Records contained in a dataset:
+ + + + + + +
//! Single-frame extraction through an external tool.

use async_trait::async_trait;
use std::{
    io,
    path::{Path, PathBuf},
    process::Stdio,
    time::Duration,
};
use thiserror::Error;
use tokio::process::Command;
use tracing::debug;

use crate::services::object_keys::format_offset;

const STDERR_TAIL_BYTES: usize = 2048;
const PROBE_TIMEOUT: Duration = Duration::from_secs(10);

#[derive(Debug, Error)]
pub enum ExtractError {
    #[error("frame extractor `{binary}` is not available: {reason}")]
    Unavailable { binary: String, reason: String },
    #[error("frame extraction timed out after {0:?}")]
    Timeout(Duration),
    #[error("frame extraction failed ({status}): {stderr}")]
    Failed { status: String, stderr: String },
    #[error("frame extraction produced no output at {}", .0.display())]
    MissingOutput(PathBuf),
    #[error(transparent)]
    Io(#[from] io::Error),
}

#[async_trait]
pub trait FrameExtractor: Send + Sync {
    /// Checks the tool can be launched at all.
    async fn probe(&self) -> Result<(), ExtractError>;

    /// Writes one representative frame near `offset_ms` of `input` to
    /// `output` as a JPEG.
    async fn extract_frame(
        &self,
        input: &Path,
        output: &Path,
        offset_ms: u64,
    ) -> Result<(), ExtractError>;
}

/// Runs `ffmpeg` with its `thumbnail` filter, which picks a representative
/// frame from the batch following the seek point.
#[derive(Debug, Clone)]
pub struct FfmpegExtractor {
    binary: String,
    quality: u8,
    timeout: Duration,
}

impl FfmpegExtractor {
    pub fn new(binary: impl Into<String>, quality: u8, timeout: Duration) -> Self {
        Self {
            binary: binary.into(),
            quality,
            timeout,
        }
    }

    pub fn binary(&self) -> &str {
        &self.binary
    }

    fn unavailable(&self, reason: impl Into<String>) -> ExtractError {
        ExtractError::Unavailable {
            binary: self.binary.clone(),
            reason: reason.into(),
        }
    }
}

#[async_trait]
impl FrameExtractor for FfmpegExtractor {
    async fn probe(&self) -> Result<(), ExtractError> {
        let status = Command::new(&self.binary)
            .arg("-version")
            .stdin(Stdio::null())
            .stdout(Stdio::null())
            .stderr(Stdio::null())
            .kill_on_drop(true)
            .status();

        match tokio::time::timeout(PROBE_TIMEOUT, status).await {
            Ok(Ok(status)) if status.success() => Ok(()),
            Ok(Ok(status)) => Err(self.unavailable(format!("`-version` exited with {status}"))),
            Ok(Err(err)) => Err(self.unavailable(err.to_string())),
            Err(_) => Err(self.unavailable("`-version` did not answer in time")),
        }
    }

    async fn extract_frame(
        &self,
        input: &Path,
        output: &Path,
        offset_ms: u64,
    ) -> Result<(), ExtractError> {
        let offset = format_offset(offset_ms);
        let quality = self.quality.to_string();
        debug!(binary = %self.binary, input = %input.display(), offset = %offset, "extracting frame");

        let run = Command::new(&self.binary)
            .arg("-ss")
            .arg(&offset)
            .arg("-i")
            .arg(input)
            .args(["-vf", "thumbnail", "-frames:v", "1", "-q:v", quality.as_str(), "-y"])
            .arg(output)
            .stdin(Stdio::null())
            .stdout(Stdio::null())
            .stderr(Stdio::piped())
            .kill_on_drop(true)
            .output();

        let result = match tokio::time::timeout(self.timeout, run).await {
            Ok(result) => result,
            Err(_) => return Err(ExtractError::Timeout(self.timeout)),
        };
        let result = result.map_err(|err| match err.kind() {
            io::ErrorKind::NotFound => self.unavailable(err.to_string()),
            _ => ExtractError::Io(err),
        })?;

        if !result.status.success() {
            return Err(ExtractError::Failed {
                status: result.status.to_string(),
                stderr: stderr_tail(&result.stderr),
            });
        }
        if !tokio::fs::try_exists(output).await.unwrap_or(false) {
            return Err(ExtractError::MissingOutput(output.to_path_buf()));
        }
        Ok(())
    }
}

fn stderr_tail(stderr: &[u8]) -> String {
    let start = stderr.len().saturating_sub(STDERR_TAIL_BYTES);
    String::from_utf8_lossy(&stderr[start..]).trim().to_string()
}

#[cfg(test)]
mod tests {
    use super::*;

    #[tokio::test]
    async fn test_probe_reports_missing_binary() {
        let extractor = FfmpegExtractor::new(
            "/nonexistent/definitely-not-ffmpeg",
            2,
            Duration::from_secs(5),
        );
        let err = extractor.probe().await.unwrap_err();
        assert!(matches!(err, ExtractError::Unavailable { .. }));
        assert!(err.to_string().contains("definitely-not-ffmpeg"));
    }

    #[tokio::test]
    async fn test_extract_with_missing_binary_is_unavailable() {
        let dir = tempfile::tempdir().unwrap();
        let extractor = FfmpegExtractor::new(
            "/nonexistent/definitely-not-ffmpeg",
            2,
            Duration::from_secs(5),
        );
        let err = extractor
            .extract_frame(&dir.path().join("in.mp4"), &dir.path().join("out.jpg"), 1_000)
            .await
            .unwrap_err();
        assert!(matches!(err, ExtractError::Unavailable { .. }));
    }

    #[test]
    fn test_stderr_tail_keeps_the_end() {
        let long = format!("{}END", "x".repeat(5000));
        let tail = stderr_tail(long.as_bytes());
        assert_eq!(tail.len(), STDERR_TAIL_BYTES);
        assert!(tail.ends_with("END"));
    }
}
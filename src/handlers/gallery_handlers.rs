//! Catalog pages and the JSON feed.
//!
//! - GET /{secret}/index     -> every category and gallery
//! - GET /{secret}/feed      -> the catalog as JSON
//! - GET /gallery/{stub}     -> one gallery, shareable without the secret

use axum::{
    Json,
    extract::{Path, State},
    response::Html,
};
use tera::Context;
use tracing::debug;

use crate::{
    errors::AppError,
    models::catalog::FeedCategory,
    state::AppState,
    templates::{self, GALLERY, INDEX},
};

pub async fn index_page(State(state): State<AppState>) -> Result<Html<String>, AppError> {
    let catalog = state.catalog.catalog().await;
    let mut context = Context::new();
    context.insert("categories", &catalog.categories);
    context.insert("built_at", &catalog.built_at.to_rfc3339());
    templates::render(&state.templates, INDEX, &context)
}

pub async fn feed(State(state): State<AppState>) -> Json<Vec<FeedCategory>> {
    let catalog = state.catalog.catalog().await;
    Json(catalog.to_feed())
}

pub async fn gallery_page(
    State(state): State<AppState>,
    Path(stub): Path<String>,
) -> Result<Html<String>, AppError> {
    let Some(gallery) = state.catalog.find_gallery(&stub).await else {
        debug!(stub = %stub, "unknown gallery stub");
        return Err(AppError::not_found("gallery not found"));
    };
    let mut context = Context::new();
    context.insert("gallery", &gallery);
    templates::render(&state.templates, GALLERY, &context)
}
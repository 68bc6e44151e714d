//! One-shot CLI commands. Output goes to the given writer so the commands
//! can be exercised without a terminal.

use anyhow::{Context, Result, bail};
use std::io::Write;

use crate::{
    services::thumbnail_service::BulkGenerateOptions,
    state::AppState,
};

pub async fn list_categories(state: &AppState, out: &mut impl Write) -> Result<()> {
    let catalog = state.catalog.catalog().await;
    for category in &catalog.categories {
        writeln!(out, "{} ({} galleries)", category.name, category.galleries.len())?;
    }
    Ok(())
}

pub async fn list_galleries(state: &AppState, out: &mut impl Write) -> Result<()> {
    let catalog = state.catalog.catalog().await;
    for gallery in catalog.galleries() {
        writeln!(
            out,
            "{}\t{}/{}\t{} videos",
            gallery.stub,
            gallery.category,
            gallery.name,
            gallery.videos.len()
        )?;
    }
    Ok(())
}

pub async fn show_gallery(state: &AppState, stub: &str, out: &mut impl Write) -> Result<()> {
    let gallery = state
        .catalog
        .find_gallery(stub)
        .await
        .with_context(|| format!("no gallery with stub `{stub}`"))?;
    writeln!(out, "{}/{}", gallery.category, gallery.name)?;
    for video in &gallery.videos {
        writeln!(out, "  {}", video.name)?;
        if video.has_video() {
            writeln!(out, "    video: {}", video.url)?;
        }
        if let Some(thumbnail) = &video.thumbnail_url {
            writeln!(out, "    thumbnail: {thumbnail}")?;
        }
    }
    Ok(())
}

pub async fn export(state: &AppState, format: &str, out: &mut impl Write) -> Result<()> {
    if !format.eq_ignore_ascii_case("json") {
        bail!("unsupported export format `{format}` (only `json` is available)");
    }
    let catalog = state.catalog.catalog().await;
    serde_json::to_writer_pretty(&mut *out, &catalog.to_feed())?;
    writeln!(out)?;
    Ok(())
}

pub async fn generate_thumbnails(
    state: &AppState,
    options: BulkGenerateOptions,
    out: &mut impl Write,
) -> Result<()> {
    let report = state.thumbnails.bulk_generate_thumbnails(options).await?;
    writeln!(
        out,
        "processed: {}, errors: {}, skipped: {}",
        report.processed, report.errors, report.skipped
    )?;
    Ok(())
}

pub async fn clear_thumbnails(state: &AppState, out: &mut impl Write) -> Result<()> {
    let deleted = state.thumbnails.bulk_clear_thumbnails().await?;
    writeln!(out, "deleted: {deleted}")?;
    Ok(())
}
+ + + + + + +
- WHAT YOU ARE ASKED TO DO
Word for word, restate the lines running from the one containing "writeln!(out)?;" through the final line of the records above, and nothing besides.

- EXERCISE ANSWER
    writeln!(out)?;
    Ok(())
}

pub async fn generate_thumbnails(
    state: &AppState,
    options: BulkGenerateOptions,
    out: &mut impl Write,
) -> Result<()> {
    let report = state.thumbnails.bulk_generate_thumbnails(options).await?;
    writeln!(
        out,
        "processed: {}, errors: {}, skipped: {}",
        report.processed, report.errors, report.skipped
    )?;
    Ok(())
}

pub async fn clear_thumbnails(state: &AppState, out: &mut impl Write) -> Result<()> {
    let deleted = state.thumbnails.bulk_clear_thumbnails().await?;
    writeln!(out, "deleted: {deleted}")?;
    Ok(())
}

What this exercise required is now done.